7 Things from Strata Santa Clara

This is the fifth time I’ve made the pilgrimage to Strata – I was lucky enough to be at the very first event, here in Santa Clara, and that’s made me think about how things have changed over the last two years.

Two years ago big data was new and shiny. About 1600 people turned up at the South end of silicon valley to enthuse about what we could do with data.

Now we’re talking about legacy Hadoop systems, and data science (big data is so 2011), but what else has changed?

1)   Hadoop grew up

The talk this year wasn’t about this new shiny thing called Hadoop, it was about which distro was the best (with a new Intel distro being announced), and which company had the biggest number of coders working in the original open source code. Seriously there were almost fistfights over the bragging rights.

As a mark of the new seriousness the sports jacket to t-shirt ratio was up. But don’t worry the PC to Mac ratio was still tending to zero (the battle was between Air and Pro).

2)   NoSQL is very much secondary to Hadoop

The show is extremely analytically oriented (in a database sense… but more of that later). The NoSQL vendors are there, but attract a fraction of the attention.

3)   SQL is back

Yes, really.  It turns out it is useful for something after all.

4)   Everyone is looking for ways to make it actually work (and work fast)

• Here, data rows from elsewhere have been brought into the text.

// End-to-end command sessions driven through the Session API

use pagesim::repl::{Session, SessionStatus};

/// Run a sequence of command lines through one session (page size 1024) and
/// return everything it printed.
fn run_session(lines: &[&str]) -> String {
    let mut session = Session::new(1024);
    let mut out = Vec::new();
    for line in lines {
        session
            .handle_line(line, &mut out)
            .expect("session I/O failed");
    }
    String::from_utf8(out).expect("non-UTF8 session output")
}

#[test]
fn test_create_prints_pid() {
    let out = run_session(&["create 100 50", "create 200 10"]);
    assert_eq!(out, "1024\n1025\n");
}

#[test]
fn test_allocate_prints_virtual_address() {
    let out = run_session(&["create 100 50", "allocate 1024 x int 10"]);
    assert_eq!(out, "1024\n65686\n");
}

#[test]
fn test_freed_hole_is_reused() {
    let out = run_session(&[
        "create 100 50",
        "allocate 1024 x int 10",
        "free 1024 x",
        "allocate 1024 y int 10",
    ]);
    assert_eq!(out, "1024\n65686\n65686\n");
}

#[test]
fn test_print_variable_truncates_after_four() {
    let out = run_session(&[
        "create 100 50",
        "allocate 1024 x int 5",
        "set 1024 x 0 1 2 3 4 5",
        "print 1024:x",
    ]);
    assert!(out.ends_with("1, 2, 3, 4, ... [5 items]\n"), "got: {}", out);
}

#[test]
fn test_print_variable_short_array() {
    let out = run_session(&[
        "create 100 50",
        "allocate 1024 v long 3",
        "set 1024 v 0 10 20 30",
        "print 1024:v",
    ]);
    assert!(out.ends_with("10, 20, 30\n"), "got: {}", out);
}

#[test]
fn test_set_with_offset_and_char_values() {
    let out = run_session(&[
        "create 100 50",
        "allocate 1024 s char 4",
        "set 1024 s 1 h i",
        "print 1024:s",
    ]);
    // Offsets 0 and 3 were never written and still hold zero bytes
    assert!(out.ends_with("\u{0}, h, i, \u{0}\n"), "got: {:?}", out);
}

#[test]
fn test_set_errors_match_the_contract() {
    let out = run_session(&["create 100 50", "set 9999 x 0 1", "set 1024 nope 0 1"]);
    assert_eq!(
        out,
        "1024\nerror: process not found\nerror: variable not found\n"
    );
}

#[test]
fn test_bad_value_leaves_variable_untouched() {
    let out = run_session(&[
        "create 100 50",
        "allocate 1024 x int 3",
        "set 1024 x 0 7 8 9",
        "set 1024 x 0 1 oops 3",
        "print 1024:x",
    ]);
    assert!(out.contains("error: invalid int value 'oops'"), "got: {}", out);
    assert!(out.ends_with("7, 8, 9\n"), "got: {}", out);
}

#[test]
fn test_print_mmu_table_format() {
    let out = run_session(&["create 100 50", "print mmu"]);
    let expected = concat!(
        "1024\n",
        " PID  | Variable Name | Virtual Addr | Size\n",
        "------+---------------+--------------+------------\n",
        " 1024 | <TEXT>        |  0x00000000  |        100 \n",
        " 1024 | <GLOBALS>     |  0x00000064  |         50 \n",
        " 1024 | <STACK>       |  0x00000096  |      65536 \n",
    );
    assert_eq!(out, expected);
}

#[test]
fn test_print_mmu_hides_free_space() {
    let out = run_session(&[
        "create 100 50",
        "allocate 1024 x int 10",
        "free 1024 x",
        "print mmu",
    ]);
    assert!(!out.contains("<FREE_SPACE>"), "got: {}", out);
    assert!(!out.contains(" x "), "got: {}", out);
}

#[test]
fn test_print_page_reports_keys_one_based() {
    let out = run_session(&["create 100 50", "print page"]);
    let lines: Vec<&str> = out.lines().collect();
    assert_eq!(lines[1], " PID  | Page Number | Frame Number");
    assert_eq!(lines[2], "------+-------------+--------------");
    // Pages 0..=64 are mapped; keys print one lower than stored
    assert_eq!(lines[3], " 1024 |          -1 |            0 ");
    assert_eq!(lines.last().copied(), Some(" 1024 |          63 |           64 "));
    assert_eq!(lines.len(), 3 + 65);
}

#[test]
fn test_print_page_sorted_by_pid_then_page() {
    let out = run_session(&["create 0 0", "create 0 0", "print page"]);
    // Two pids printed by create, then the two header rows
    let rows: Vec<(u32, i64)> = out
        .lines()
        .skip(4)
        .map(|line| {
            let mut cols = line.split('|').map(str::trim);
            let pid = cols.next().expect("pid column").parse().expect("pid");
            let page = cols.next().expect("page column").parse().expect("page");
            (pid, page)
        })
        .collect();
    let mut sorted = rows.clone();
    sorted.sort();
    assert_eq!(rows, sorted);
    assert!(rows.iter().any(|&(pid, _)| pid == 1025));
}

#[test]
fn test_terminate_removes_process_and_pages() {
    let out = run_session(&[
        "create 100 50",
        "create 100 50",
        "terminate 1024",
        "print processes",
        "print page",
    ]);
    let lines: Vec<&str> = out.lines().collect();
    // Only pid 1025 survives
    assert_eq!(lines[2], "1025");
    assert!(!lines[3..].iter().any(|line| line.starts_with(" 1024 ")));
}

#[test]
fn test_errors_keep_the_session_alive() {
    let out = run_session(&[
        "create 100 50",
        "free 1024 ghost",
        "terminate 4096",
        "defragment",
        "allocate 1024 x int 10",
    ]);
    assert_eq!(
        out,
        concat!(
            "1024\n",
            "error: variable not found\n",
            "error: process not found\n",
            "error: unknown command 'defragment'\n",
            "65686\n",
        )
    );
}

#[test]
fn test_exit_and_blank_lines() {
    let mut session = Session::new(1024);
    let mut out = Vec::new();
    assert_eq!(
        session.handle_line("", &mut out).expect("io"),
        SessionStatus::Continue
    );
    assert_eq!(
        session.handle_line("create 100 50", &mut out).expect("io"),
        SessionStatus::Continue
    );
    assert_eq!(
        session.handle_line("exit", &mut out).expect("io"),
        SessionStatus::Exit
    );
    assert_eq!(String::from_utf8(out).expect("utf8"), "1024\n");
}

#[test]
fn test_run_loop_prompts_until_exit() {
    let input = std::io::Cursor::new("create 100 50\nexit\nterminate 1024\n");
    let mut out = Vec::new();
    let mut session = Session::new(1024);
    session.run(input, &mut out).expect("run failed");
    // The line after exit is never read, and every read line gets a prompt
    assert_eq!(String::from_utf8(out).expect("utf8"), "> 1024\n> ");
    assert_eq!(session.simulator().registry().processes().len(), 1);
}

#[test]
fn test_bootstrap_segments_allocate_silently() {
    // A user-issued allocate that reuses a reserved name also stays silent
    let out = run_session(&["create 100 50", "allocate 1024 <TEXT> char 8"]);
    assert_eq!(out, "1024\n");
}
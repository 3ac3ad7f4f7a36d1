//! Interactive command session
//!
//! This module wires the command grammar to the simulator:
//! - [`command`]: line parsing (text → [`command::Command`])
//! - [`Session`]: dispatch, table printing, and the prompt loop
//!
//! All user-visible output goes through the writer handed to
//! [`Session::handle_line`], so tests can capture a whole session in a
//! `Vec<u8>`. Diagnostics for internal invariant breaches go to stderr.

pub mod command;

use std::io::{self, BufRead, Write};

use crate::memory::address_space::SegmentKind;
use crate::memory::value::ScalarValue;
use crate::simulator::allocator::is_bootstrap;
use crate::simulator::errors::SimError;
use crate::simulator::Simulator;
use command::Command;

/// Whether the session should keep reading commands
#[derive(Debug, Clone, Copy, PartialEq, Eq)]
pub enum SessionStatus {
    Continue,
    Exit,
}

/// One interactive session over one simulated machine
#[derive(Debug)]
pub struct Session {
    sim: Simulator,
}

impl Session {
    pub fn new(page_size: u32) -> Self {
        Session {
            sim: Simulator::new(page_size),
        }
    }

    /// Read-only view of the machine, for tests and callers that inspect
    /// state between commands
    pub fn simulator(&self) -> &Simulator {
        &self.sim
    }

    /// Prompt loop: read a line, handle it, repeat until `exit` or EOF
    pub fn run<R: BufRead, W: Write>(&mut self, mut input: R, mut output: W) -> io::Result<()> {
        let mut line = String::new();
        loop {
            write!(output, "> ")?;
            output.flush()?;
            line.clear();
            if input.read_line(&mut line)? == 0 {
                break;
            }
            if self.handle_line(line.trim_end(), &mut output)? == SessionStatus::Exit {
                break;
            }
        }
        Ok(())
    }

    /// Parse and execute one command line, writing any output to `out`.
    ///
    /// Every failure is a single `error: ...` line; the command is otherwise
    /// a no-op and the session continues.
    pub fn handle_line<W: Write>(&mut self, line: &str, out: &mut W) -> io::Result<SessionStatus> {
        if line.trim().is_empty() {
            return Ok(SessionStatus::Continue);
        }
        let cmd = match command::parse_command(line) {
            Ok(cmd) => cmd,
            Err(message) => {
                writeln!(out, "{}", message)?;
                return Ok(SessionStatus::Continue);
            }
        };
        if cmd == Command::Exit {
            return Ok(SessionStatus::Exit);
        }
        self.dispatch(cmd, out)?;
        Ok(SessionStatus::Continue)
    }

    fn dispatch<W: Write>(&mut self, cmd: Command, out: &mut W) -> io::Result<()> {
        match cmd {
            Command::Create {
                text_size,
                data_size,
            } => match self.sim.create_process(text_size, data_size) {
                Ok(pid) => writeln!(out, "{}", pid),
                Err(err) => self.report(err, out),
            },
            Command::Allocate {
                pid,
                var_name,
                data_type,
                num_elements,
            } => match self.sim.allocate(pid, &var_name, data_type, num_elements) {
                // Bootstrap segments are placed silently; everything else
                // echoes its virtual address.
                Ok(address) if !is_bootstrap(&var_name) => writeln!(out, "{}", address),
                Ok(_) => Ok(()),
                Err(err) => self.report(err, out),
            },
            Command::Set {
                pid,
                var_name,
                offset,
                values,
            } => self.handle_set(pid, &var_name, offset, &values, out),
            Command::Free { pid, var_name } => match self.sim.free(pid, &var_name) {
                Ok(()) => Ok(()),
                Err(err) => self.report(err, out),
            },
            Command::Terminate { pid } => match self.sim.terminate(pid) {
                Ok(()) => Ok(()),
                Err(err) => self.report(err, out),
            },
            Command::PrintMmu => self.print_mmu(out),
            Command::PrintPage => self.print_page(out),
            Command::PrintProcesses => self.print_processes(out),
            Command::PrintVariable { pid, var_name } => self.print_variable(pid, &var_name, out),
            Command::Exit => Ok(()),
        }
    }

    fn handle_set<W: Write>(
        &mut self,
        pid: u32,
        var_name: &str,
        offset: u32,
        values: &[String],
        out: &mut W,
    ) -> io::Result<()> {
        let data_type = match self.sim.variable_type(pid, var_name) {
            Ok(data_type) => data_type,
            Err(err) => return self.report(err, out),
        };
        // Parse everything before writing anything, so a bad token leaves
        // the variable untouched.
        let mut parsed = Vec::with_capacity(values.len());
        for token in values {
            match ScalarValue::parse(data_type, token) {
                Ok(value) => parsed.push(value),
                Err(message) => return writeln!(out, "error: {}", message),
            }
        }
        for (i, value) in parsed.into_iter().enumerate() {
            let element_offset = offset.saturating_add(i as u32);
            if let Err(err) = self.sim.write_element(pid, var_name, element_offset, value) {
                return self.report(err, out);
            }
        }
        Ok(())
    }

    fn print_variable<W: Write>(&self, pid: u32, var_name: &str, out: &mut W) -> io::Result<()> {
        let values = match self.sim.read_typed_array(pid, var_name) {
            Ok(values) => values,
            Err(err) => return self.report(err, out),
        };
        let shown: Vec<String> = values.iter().take(4).map(ToString::to_string).collect();
        if values.len() > 4 {
            writeln!(out, "{}, ... [{} items]", shown.join(", "), values.len())
        } else {
            writeln!(out, "{}", shown.join(", "))
        }
    }

    fn print_mmu<W: Write>(&self, out: &mut W) -> io::Result<()> {
        writeln!(out, " PID  | Variable Name | Virtual Addr | Size")?;
        writeln!(out, "------+---------------+--------------+------------")?;
        for proc in self.sim.registry().processes() {
            for seg in &proc.segments {
                if let SegmentKind::Variable(_) = seg.kind {
                    writeln!(
                        out,
                        " {:4} | {:<13} |  0x{:08X}  | {:10} ",
                        proc.pid, seg.name, seg.virtual_address, seg.size
                    )?;
                }
            }
        }
        Ok(())
    }

    fn print_page<W: Write>(&self, out: &mut W) -> io::Result<()> {
        writeln!(out, " PID  | Page Number | Frame Number")?;
        writeln!(out, "------+-------------+--------------")?;
        for (pid, page_number, frame_number) in self.sim.page_table().entries_sorted() {
            // The table treats page keys as 1-based: each prints one lower
            // than stored, so page 0 shows as -1.
            writeln!(
                out,
                " {:4} | {:11} | {:12} ",
                pid,
                page_number as i64 - 1,
                frame_number
            )?;
        }
        Ok(())
    }

    fn print_processes<W: Write>(&self, out: &mut W) -> io::Result<()> {
        for proc in self.sim.registry().processes() {
            writeln!(out, "{}", proc.pid)?;
        }
        Ok(())
    }

    fn report<W: Write>(&self, err: SimError, out: &mut W) -> io::Result<()> {
        if err.is_invariant_breach() {
            eprintln!("internal error: {}", err);
        }
        writeln!(out, "{}", err)
    }
}
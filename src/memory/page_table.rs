//! Page table: lazy virtual-to-physical mapping
//!
//! Maps `(pid, virtual page number)` to a physical frame number. Entries are
//! created lazily the first time an allocation touches a page and removed
//! when a process terminates or a coalesced free segment fully covers the
//! page.
//!
//! # Frame Reuse
//!
//! Frames come from a monotonic counter, but frames released by
//! [`PageTable::unmap_page`] go into a free pool and are handed out again
//! (lowest frame first) before the counter advances. Translation is
//! unaffected by which frame backs a page.

use rustc_hash::FxHashMap;
use std::cmp::Reverse;
use std::collections::BinaryHeap;

/// The system-wide page table
#[derive(Debug)]
pub struct PageTable {
    page_size: u32,
    frames: FxHashMap<(u32, u32), u32>,
    free_frames: BinaryHeap<Reverse<u32>>,
    next_frame: u32,
}

impl PageTable {
    /// Create an empty table for the given page size
    pub fn new(page_size: u32) -> Self {
        PageTable {
            page_size,
            frames: FxHashMap::default(),
            free_frames: BinaryHeap::new(),
            next_frame: 0,
        }
    }

    pub fn page_size(&self) -> u32 {
        self.page_size
    }

    /// Is this virtual page of this process backed by a frame?
    pub fn has_mapping(&self, pid: u32, page_number: u32) -> bool {
        self.frames.contains_key(&(pid, page_number))
    }

    /// Back a virtual page with a physical frame and return the frame number.
    ///
    /// An already-mapped page keeps its frame. Recycled frames are preferred
    /// over advancing the frame counter.
    pub fn map_page(&mut self, pid: u32, page_number: u32) -> u32 {
        if let Some(&frame) = self.frames.get(&(pid, page_number)) {
            return frame;
        }
        let frame = match self.free_frames.pop() {
            Some(Reverse(frame)) => frame,
            None => {
                let frame = self.next_frame;
                self.next_frame += 1;
                frame
            }
        };
        self.frames.insert((pid, page_number), frame);
        frame
    }

    /// Drop the mapping for a virtual page, returning its frame to the pool.
    ///
    /// Unmapping a page that was never mapped is a no-op: lazy mapping means
    /// reclaimable pages inside a free segment may never have been touched.
    pub fn unmap_page(&mut self, pid: u32, page_number: u32) {
        if let Some(frame) = self.frames.remove(&(pid, page_number)) {
            self.free_frames.push(Reverse(frame));
        }
    }

    /// Drop every mapping belonging to a process
    pub fn unmap_process(&mut self, pid: u32) {
        let pages: Vec<u32> = self
            .frames
            .keys()
            .filter(|(entry_pid, _)| *entry_pid == pid)
            .map(|(_, page)| *page)
            .collect();
        for page in pages {
            self.unmap_page(pid, page);
        }
    }

    /// Translate a virtual address to a physical one.
    ///
    /// Returns `None` when the containing page has no mapping.
    pub fn translate(&self, pid: u32, virtual_address: u32) -> Option<u32> {
        let page_number = virtual_address / self.page_size;
        let page_offset = virtual_address % self.page_size;
        self.frames
            .get(&(pid, page_number))
            .map(|frame| frame * self.page_size + page_offset)
    }

    /// All entries as `(pid, page number, frame number)`, sorted by pid then
    /// page number; used by the `print page` table.
    pub fn entries_sorted(&self) -> Vec<(u32, u32, u32)> {
        let mut entries: Vec<(u32, u32, u32)> = self
            .frames
            .iter()
            .map(|(&(pid, page), &frame)| (pid, page, frame))
            .collect();
        entries.sort_unstable_by_key(|&(pid, page, _)| (pid, page));
        entries
    }

    /// Number of live mappings across all processes
    pub fn mapped_count(&self) -> usize {
        self.frames.len()
    }
}
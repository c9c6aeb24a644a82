//! These structs provide the CLI interface for the ledger-tree CLI.

use crate::export::{ExportDepth, ExportFormat};
use crate::tree::SortKey;
use clap::{Parser, Subcommand};
use std::convert::Infallible;
use std::fmt::{Display, Formatter};
use std::ops::Deref;
use std::path::{Path, PathBuf};
use std::str::FromStr;
use tracing::error;
use tracing_subscriber::filter::LevelFilter;

/// ledger-tree: Browse and export a project's expenses as a mother/child/grandchild tree.
///
/// Ledger lines are fetched from the ledger API configured with `init` (or read from a JSON file
/// with --file), grouped by nature code into a three-level tree, and then filtered by month,
/// searched, sorted and paginated.
#[derive(Debug, Parser, Clone)]
pub struct Args {
    #[clap(flatten)]
    common: Common,

    #[command(subcommand)]
    command: Command,
}

impl Args {
    pub fn new(common: Common, command: Command) -> Self {
        Self { common, command }
    }

    pub fn common(&self) -> &Common {
        &self.common
    }

    pub fn command(&self) -> &Command {
        &self.command
    }
}

#[derive(Subcommand, Debug, Clone)]
pub enum Command {
    /// Create the home directory and the configuration file.
    ///
    /// Pass the base URL of the ledger API with --api-url. Without it, the other commands need
    /// --file to read ledger data from disk.
    Init(InitArgs),
    /// Print one page of a project's expense tree.
    Tree(TreeArgs),
    /// List the months present in a project's ledger data.
    Months(MonthsArgs),
    /// Write a project's expense tree to a CSV, PDF or xlsx file.
    Export(ExportArgs),
}

/// Arguments common to all subcommands.
#[derive(Debug, Parser, Clone)]
pub struct Common {
    /// The logging verbosity. One of, from least to most verbose:
    /// off, error, warn, info, debug, trace
    ///
    /// This can be overridden by RUST_LOG.
    #[arg(long, default_value_t = LevelFilter::INFO)]
    log_level: LevelFilter,

    /// The directory where configuration and exports are kept. Defaults to ~/ledger-tree
    #[arg(long, env = "LEDGER_TREE_HOME", default_value_t = default_home())]
    home: DisplayPath,
}

impl Common {
    pub fn new(log_level: LevelFilter, home: PathBuf) -> Self {
        Self {
            log_level,
            home: home.into(),
        }
    }

    pub fn log_level(&self) -> LevelFilter {
        self.log_level
    }

    pub fn home(&self) -> &DisplayPath {
        &self.home
    }
}

/// Args for the `ledger-tree init` command.
#[derive(Debug, Parser, Clone)]
pub struct InitArgs {
    /// The base URL of the ledger API, e.g. https://erp.example.org/api/v1. Project data is
    /// fetched from <api-url>/movements/<project>.
    #[arg(long)]
    api_url: Option<String>,
}

impl InitArgs {
    pub fn new(api_url: Option<String>) -> Self {
        Self { api_url }
    }

    pub fn api_url(&self) -> Option<&str> {
        self.api_url.as_deref()
    }
}

/// Where to read ledger data from and how to shape the tree. Shared by `tree` and `export`.
#[derive(Debug, Parser, Clone, Default)]
pub struct ViewArgs {
    /// The project code.
    project: String,

    /// Read ledger data from this JSON file, or from <dir>/<project>.json when it is a directory,
    /// instead of the ledger API.
    #[arg(long)]
    file: Option<PathBuf>,

    /// Only include these months, as YYYY-MM. May be repeated. Nodes without dates are always
    /// included.
    #[arg(long)]
    month: Vec<String>,

    /// Only include nodes whose name contains this text (case-insensitive), with their
    /// ancestors.
    #[arg(long)]
    search: Option<String>,

    /// The sibling order. Defaults to the `sort` setting in config.json.
    #[arg(long, value_enum)]
    sort: Option<SortKey>,
}

impl ViewArgs {
    pub fn new(project: impl Into<String>) -> Self {
        Self {
            project: project.into(),
            ..Default::default()
        }
    }

    pub fn with_file(mut self, file: impl Into<PathBuf>) -> Self {
        self.file = Some(file.into());
        self
    }

    pub fn with_month(mut self, month: impl Into<String>) -> Self {
        self.month.push(month.into());
        self
    }

    pub fn with_search(mut self, search: impl Into<String>) -> Self {
        self.search = Some(search.into());
        self
    }

    pub fn with_sort(mut self, sort: SortKey) -> Self {
        self.sort = Some(sort);
        self
    }

    pub fn project(&self) -> &str {
        &self.project
    }

    pub fn file(&self) -> Option<&Path> {
        self.file.as_deref()
    }

    pub fn months(&self) -> &[String] {
        &self.month
    }

    pub fn search(&self) -> Option<&str> {
        self.search.as_deref()
    }

    pub fn sort(&self) -> Option<SortKey> {
        self.sort
    }
}

/// Args for the `ledger-tree tree` command.
#[derive(Debug, Parser, Clone)]
pub struct TreeArgs {
    #[clap(flatten)]
    view: ViewArgs,

    /// The page of mothers to show, starting at 1.
    #[arg(long, default_value_t = 1)]
    page: usize,

    /// Show the first page of children of this mother, or of grandchildren of this child. May be
    /// repeated.
    #[arg(long)]
    expand: Vec<String>,
}

impl TreeArgs {
    pub fn new(view: ViewArgs) -> Self {
        Self {
            view,
            page: 1,
            expand: Vec::new(),
        }
    }

    pub fn with_page(mut self, page: usize) -> Self {
        self.page = page;
        self
    }

    pub fn with_expand(mut self, id: impl Into<String>) -> Self {
        self.expand.push(id.into());
        self
    }

    pub fn view(&self) -> &ViewArgs {
        &self.view
    }

    pub fn page(&self) -> usize {
        self.page
    }

    pub fn expand(&self) -> &[String] {
        &self.expand
    }
}

/// Args for the `ledger-tree months` command.
#[derive(Debug, Parser, Clone)]
pub struct MonthsArgs {
    /// The project code.
    project: String,

    /// Read ledger data from this JSON file or directory instead of the ledger API.
    #[arg(long)]
    file: Option<PathBuf>,
}

impl MonthsArgs {
    pub fn new(project: impl Into<String>, file: Option<PathBuf>) -> Self {
        Self {
            project: project.into(),
            file,
        }
    }

    pub fn project(&self) -> &str {
        &self.project
    }

    pub fn file(&self) -> Option<&Path> {
        self.file.as_deref()
    }
}

/// Args for the `ledger-tree export` command.
#[derive(Debug, Parser, Clone)]
pub struct ExportArgs {
    #[clap(flatten)]
    view: ViewArgs,

    /// How many levels to include.
    #[arg(long, value_enum, default_value_t = ExportDepth::Full)]
    depth: ExportDepth,

    /// The output file format.
    #[arg(long, value_enum, default_value_t = ExportFormat::Csv)]
    format: ExportFormat,

    /// Where to write the file. Defaults to the exports directory with a generated name.
    #[arg(long)]
    output: Option<PathBuf>,

    /// The project name printed in the PDF header. Defaults to the project code.
    #[arg(long)]
    name: Option<String>,
}

impl ExportArgs {
    pub fn new(view: ViewArgs, depth: ExportDepth, format: ExportFormat) -> Self {
        Self {
            view,
            depth,
            format,
            output: None,
            name: None,
        }
    }

    pub fn with_output(mut self, output: impl Into<PathBuf>) -> Self {
        self.output = Some(output.into());
        self
    }

    pub fn with_name(mut self, name: impl Into<String>) -> Self {
        self.name = Some(name.into());
        self
    }

    pub fn view(&self) -> &ViewArgs {
        &self.view
    }

    pub fn depth(&self) -> ExportDepth {
        self.depth
    }

    pub fn format(&self) -> ExportFormat {
        self.format
    }

    pub fn output(&self) -> Option<&Path> {
        self.output.as_deref()
    }

    pub fn name(&self) -> Option<&str> {
        self.name.as_deref()
    }
}

fn default_home() -> DisplayPath {
    DisplayPath(match dirs::home_dir() {
        Some(home) => home.join("ledger-tree"),
        None => {
            error!(
                "There was an error when trying to get your home directory. You can get around \
                this by providing --home or LEDGER_TREE_HOME instead of relying on the default \
                home directory. If you continue using the program right now, you may have \
                problems!",
            );
            PathBuf::from("ledger-tree")
        }
    })
}

#[derive(Debug, Default, Clone, Eq, PartialEq, Ord, PartialOrd, Hash)]
pub struct DisplayPath(PathBuf);

impl From<PathBuf> for DisplayPath {
    fn from(value: PathBuf) -> Self {
        DisplayPath(value)
    }
}

impl Deref for DisplayPath {
    type Target = Path;

    fn deref(&self) -> &Self::Target {
        &self.0
    }
}

impl AsRef<Path> for DisplayPath {
    fn as_ref(&self) -> &Path {
        &self.0
    }
}

impl Display for DisplayPath {
    fn fmt(&self, f: &mut Formatter<'_>) -> std::fmt::Result {
        write!(f, "{}", self.0.to_string_lossy())
    }
}

impl FromStr for DisplayPath {
    type Err = Infallible;

    fn from_str(s: &str) -> Result<Self, Self::Err> {
        Ok(Self(PathBuf::from(s)))
    }
}

impl DisplayPath {
    pub fn path(&self) -> &Path {
        &self.0
    }
}

#[cfg(test)]
mod tests {
    use super::*;

    #[test]
    fn test_parse_tree_command() {
        let args = Args::try_parse_from([
            "ledger-tree",
            "--home",
            "/tmp/lt",
            "tree",
            "PRJ-001",
            "--month",
            "2024-01",
            "--month",
            "2024-02",
            "--sort",
            "name",
            "--expand",
            "0060",
            "--page",
            "2",
        ])
        .unwrap();
        assert_eq!(args.common().home().path(), Path::new("/tmp/lt"));
        let Command::Tree(tree) = args.command() else {
            panic!("expected the tree command");
        };
        assert_eq!(tree.view().project(), "PRJ-001");
        assert_eq!(tree.view().months(), ["2024-01", "2024-02"]);
        assert_eq!(tree.view().sort(), Some(SortKey::Name));
        assert_eq!(tree.page(), 2);
        assert_eq!(tree.expand(), ["0060"]);
    }

    #[test]
    fn test_parse_export_defaults() {
        let args = Args::try_parse_from(["ledger-tree", "export", "PRJ-001", "--format", "pdf"])
            .unwrap();
        let Command::Export(export) = args.command() else {
            panic!("expected the export command");
        };
        assert_eq!(export.depth(), ExportDepth::Full);
        assert_eq!(export.format(), ExportFormat::Pdf);
        assert!(export.output().is_none());
        assert_eq!(args.common().log_level(), LevelFilter::INFO);

        let args = Args::try_parse_from(["ledger-tree", "export", "PRJ-001", "--format", "xlsx"])
            .unwrap();
        let Command::Export(export) = args.command() else {
            panic!("expected the export command");
        };
        assert_eq!(export.format(), ExportFormat::Xlsx);
    }

    #[test]
    fn test_parse_log_level() {
        let args =
            Args::try_parse_from(["ledger-tree", "--log-level", "debug", "init"]).unwrap();
        assert_eq!(args.common().log_level(), LevelFilter::DEBUG);
    }
}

Hadoop isn’t perfect, and there are a wide range of companies trying to make it work better. Oddly there is a fetishisation of speed. Odd because this is something that the data warehouse companies went through in the days when it was all about the TPC benchmarks. No people, scaling doesn’t just mean big and fast. It means usable by lots of people and a whole raft of other things.

Greenplum were trying to convince us that theirs was fastest. Intel told us that SAP HANA was faster, and more innovative. Really. And the list went on.

Rather worryingly there seems to be a group out there who want to try and reinvent the dead end of TPC* but for Hadoop.

5)   There’s a lot of talk about Bayes, but not many data miners 

I ran a session on Data Mining. Only a handful of people out of about 200 in the room would admit to being data miners. This is terrifying as data scientists are trying to do analytical tasks. Coding a random forest does not make you a data miner!

6)   Data philanthropy is (still) hot

We had a keynote from codeforamerica, and lots of talk about ethics, black hats etc… I ran a Birds of a Feather table on Doing Good With Data. A group of us were talking about the top secret PROJECT EPHASUS. 

7)   The Gartner Hypecycle is in the trough of disillusionment

At least as far as big data is concerned. The show sold out. And the excitement was still there. Data Science has arrived.


* For a fun review about the decision that Teradata made to withdraw from TPC benchmarks, try this by my esteemed colleague Martin Willcox.